If you follow the news, you've no doubt seen the myriad of features focusing on women waiting until after age 35 to have children and having trouble getting pregnant. But not everyone has trouble getting pregnant after age 35. You may know of families who got pregnant quickly in their late 30s, or even early 40s. However, statistically speaking, your chances of getting pregnant after age 35 are lower.

Fertility peaks in most women in the 20s, and gradually begins to decline in the late 20s. At around age 35, fertility starts to decline at a much more rapid pace. For example, some research has found that in any given month your chances of getting pregnant at age 30 are about 20%. At age 40, your chance of getting pregnant in any given month is just 5%.

Don't confuse this, however, with the odds of getting pregnant overall. This is a per month odd, not per year. Also, many studies struggle to determine how much of the lower conception rate is due to lower fertility and how much is due to less frequent sex.

One study of 782 couples looked at the odds of conceiving based on the day of sexual intercourse before ovulation. The women used body basal temperature charting to track ovulation, and for both younger and slightly older women, the most fertile day was two days before ovulation. For women age 19 to 26, sex on their most fertile had a 50% chance of leading to pregnancy. For women age 35 to 39, the odds were 29%.

While we're discussing the effect of female age, it's important to mention that your partner's age matters as well. Male fertility doesn't decline the same way female fertility declines, but male age does matter.

Remember the study I just mentioned above that found women age 35 to 39 had a 29% chance of conceiving on their most fertile day? That same study found that if their partner was five years older, the couple's odds dropped to 15%. Essentially, their odds halved.

Also keep in mind that these are the odds of conception. That doesn't necessarily mean the pregnancy will lead to a live birth. Miscarriage rates are higher for older mothers and fathers, which I discuss more below.

Why Fertility Declines

Women are born with all the eggs they will ever have. While we are born with over a million eggs, by puberty just 300,000 are left. From this huge number of eggs, only 300 will ever become mature and be released in the process known as ovulation.

Way before menopause begins, our bodies' reproductive capabilities slow down, becoming less effective at producing mature, healthy eggs.

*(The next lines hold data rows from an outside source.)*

//! 전송 통계

use std::time::{Duration, Instant};

/// 전체 전송 통계
#[derive(Debug, Clone)]
pub struct TransferStats {
    /// 시작 시간
    pub start_time: Instant,

    /// 종료 시간
    pub end_time: Option<Instant>,

    /// 총 DATA 패킷 수
    pub total_packets: u64,

    /// 처음 보낸 DATA 패킷 수
    pub data_packets_sent: u64,

    /// 재전송 패킷 수
    pub retransmitted_packets: u64,

    /// 슬롯을 반납시킨 ACK 수
    pub acks_received: u64,

    /// 이미 반납됐거나 재전송 대기 중인 ACK 수
    pub stale_acks: u64,

    /// 체크섬/길이 오류로 버린 패킷 수
    pub corrupted_dropped: u64,

    /// 캐시에 이미 있던 DATA 수
    pub duplicate_data: u64,

    /// floor 아래로 들어온 DATA 수
    pub below_floor: u64,

    /// 총 패킷 수 범위를 벗어난 DATA 수
    pub out_of_range: u64,

    /// 총 전송/기록 바이트
    pub total_bytes: u64,

    /// 핸드쉐이크 시도 횟수
    pub handshake_attempts: u64,

    /// 동시에 미확인 상태였던 DATA 패킷 수의 최댓값
    pub peak_in_flight: u64,
}

impl TransferStats {
    pub fn new() -> Self {
        Self {
            start_time: Instant::now(),
            end_time: None,
            total_packets: 0,
            data_packets_sent: 0,
            retransmitted_packets: 0,
            acks_received: 0,
            stale_acks: 0,
            corrupted_dropped: 0,
            duplicate_data: 0,
            below_floor: 0,
            out_of_range: 0,
            total_bytes: 0,
            handshake_attempts: 0,
            peak_in_flight: 0,
        }
    }

    /// 종료 시간 기록
    pub fn finish(&mut self) {
        self.end_time.get_or_insert_with(Instant::now);
    }

    /// 경과 시간 (끝났으면 종료 시점까지)
    pub fn elapsed(&self) -> Duration {
        match self.end_time {
            Some(end) => end.duration_since(self.start_time),
            None => self.start_time.elapsed(),
        }
    }

    /// 처리율 (bytes/sec)
    pub fn throughput(&self) -> f64 {
        let elapsed = self.elapsed().as_secs_f64();
        if elapsed == 0.0 {
            return 0.0;
        }
        self.total_bytes as f64 / elapsed
    }

    /// 재전송 비율
    pub fn retransmit_ratio(&self) -> f64 {
        if self.data_packets_sent == 0 {
            return 0.0;
        }
        self.retransmitted_packets as f64 / self.data_packets_sent as f64
    }

    /// 통계 요약 문자열
    pub fn summary(&self) -> String {
        format!(
            "Elapsed: {:.2}s | Packets: {} | Bytes: {} | Throughput: {:.2} MB/s | Retransmits: {} ({:.2}%) | Dup: {} | Corrupt: {} | Peak window: {}",
            self.elapsed().as_secs_f64(),
            self.total_packets,
            self.total_bytes,
            self.throughput() / 1_000_000.0,
            self.retransmitted_packets,
            self.retransmit_ratio() * 100.0,
            self.duplicate_data + self.below_floor,
            self.corrupted_dropped,
            self.peak_in_flight,
        )
    }
}

impl Default for TransferStats {
    fn default() -> Self {
        Self::new()
    }
}
//! 에러 타입 정의

use thiserror::Error;

/// UDPFT 에러 타입
#[derive(Error, Debug)]
pub enum Error {
    #[error("IO 에러: {0}")]
    Io(#[from] std::io::Error),

    #[error("체크섬 불일치: expected {expected:08X}, got {actual:08X}")]
    ChecksumMismatch { expected: u32, actual: u32 },

    #[error("유효하지 않은 패킷 길이: kind={kind}, len={len}")]
    InvalidLength { kind: &'static str, len: usize },

    #[error("알 수 없는 패킷 종류: control=0x{0:02X}")]
    UnknownPacketKind(u8),

    #[error("상대방에 도달할 수 없음")]
    PeerUnreachable,

    #[error("내부 채널 종료")]
    ChannelClosed,

    #[error("원본 스트림이 일찍 끝남: expected {expected} packets, read {read}")]
    SourceTruncated { expected: u32, read: u32 },

    #[error("원본이 너무 큼: {size} bytes")]
    SourceTooLarge { size: u64 },

    #[error("목적지 경로가 너무 김: {len} bytes (최대 {max})")]
    DestinationPathTooLong { len: usize, max: usize },

    #[error("유효하지 않은 목적지 경로")]
    InvalidDestinationPath,

    #[error("유효하지 않은 설정: {0}")]
    InvalidConfig(String),

    #[error("태스크 실패: {0}")]
    TaskFailed(String),
}

impl Error {
    /// 손상된 패킷 여부 (조용히 버려야 하는 에러)
    pub fn is_corruption(&self) -> bool {
        matches!(
            self,
            Error::ChecksumMismatch { .. } | Error::InvalidLength { .. }
        )
    }
}

impl From<tokio::task::JoinError> for Error {
    fn from(e: tokio::task::JoinError) -> Self {
        Error::TaskFailed(e.to_string())
    }
}

/// Result 타입 별칭
pub type Result<T> = std::result::Result<T, Error>;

As you age and come closer to menopause, your ovaries respond less well to the hormones that are responsible for helping the eggs ovulate.

This natural decline of fertility happens in the healthiest of women, though bad health habits, like smoking, have been shown to speed up the decline of fertility.

Increased Risk of Birth Defects and Miscarriage

Besides the ovaries being less likely to produce mature eggs for ovulation, age also increases the chances of genetic problems.

This is the reason for the increased risk of Down Syndrome babies in women over age 35. At age 25, 1 in 1,250 women will give birth to a child with Down Syndrome. At age 30, it's a 1 in 952 risk, and by age 35, the chance is 1 in 378.

The risk for miscarriage also rises with age. About 10% of pregnancies end in miscarriage for women in their early 20s. By the early 30s, 12% of women experience miscarriages. After age 35, 18% of pregnancies will end in miscarriage. And in the early 40s, 34% of pregnancies end in miscarriage.

Fertility Treatment Success Rates After Age 35

Some couples may think that fertility treatment like IVF can help beat the decline of fertility that comes with age. However, this isn't accurate.

According to statistics collected by the Center for Disease Control, the percentage of live births from IVF procedures using the mother's eggs decreases with age. At age 31, the percentage of live births after IVF treatment was about 38%. By age 39, the percentage of live births was lower, around 22%. After age 43, the percentage of live births drops to less than 10%.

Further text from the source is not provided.